## Problem requirements
Among the entries, find the lines with the string "classes" and report them.

Data items:
● ● ● ● ●

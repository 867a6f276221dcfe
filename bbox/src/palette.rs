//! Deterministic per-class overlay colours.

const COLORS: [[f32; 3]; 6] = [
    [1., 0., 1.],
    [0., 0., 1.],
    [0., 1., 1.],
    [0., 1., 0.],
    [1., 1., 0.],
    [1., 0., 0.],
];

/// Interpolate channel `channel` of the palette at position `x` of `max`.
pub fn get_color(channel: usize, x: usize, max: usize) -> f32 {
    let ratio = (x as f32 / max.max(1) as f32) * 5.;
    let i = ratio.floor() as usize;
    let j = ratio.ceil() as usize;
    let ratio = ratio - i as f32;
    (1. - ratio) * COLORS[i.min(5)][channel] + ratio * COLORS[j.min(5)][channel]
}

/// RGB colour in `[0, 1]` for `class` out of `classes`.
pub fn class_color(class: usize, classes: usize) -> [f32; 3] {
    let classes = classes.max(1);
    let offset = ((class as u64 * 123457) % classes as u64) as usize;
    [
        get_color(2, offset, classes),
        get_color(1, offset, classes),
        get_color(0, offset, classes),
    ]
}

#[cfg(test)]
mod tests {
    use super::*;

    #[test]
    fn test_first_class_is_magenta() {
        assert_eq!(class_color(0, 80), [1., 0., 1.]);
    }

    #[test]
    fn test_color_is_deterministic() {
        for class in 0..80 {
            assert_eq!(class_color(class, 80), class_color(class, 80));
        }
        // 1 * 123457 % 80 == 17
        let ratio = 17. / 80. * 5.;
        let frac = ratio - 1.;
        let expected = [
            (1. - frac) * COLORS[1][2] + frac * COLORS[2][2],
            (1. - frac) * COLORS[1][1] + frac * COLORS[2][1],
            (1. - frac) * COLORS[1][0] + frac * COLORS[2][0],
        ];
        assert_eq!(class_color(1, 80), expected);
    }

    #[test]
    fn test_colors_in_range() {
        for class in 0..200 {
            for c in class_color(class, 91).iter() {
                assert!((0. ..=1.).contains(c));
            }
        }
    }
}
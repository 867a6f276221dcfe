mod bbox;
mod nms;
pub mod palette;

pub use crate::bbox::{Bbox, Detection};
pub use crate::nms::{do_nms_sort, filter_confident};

● ● ● ● ●

## Written solution
/// RGB colour in `[0, 1]` for `class` out of `classes`.
pub fn class_color(class: usize, classes: usize) -> [f32; 3] {
    let classes = classes.max(1);
    let offset = ((class as u64 * 123457) % classes as u64) as usize;
        get_color(2, offset, classes),
        get_color(1, offset, classes),
        get_color(0, offset, classes),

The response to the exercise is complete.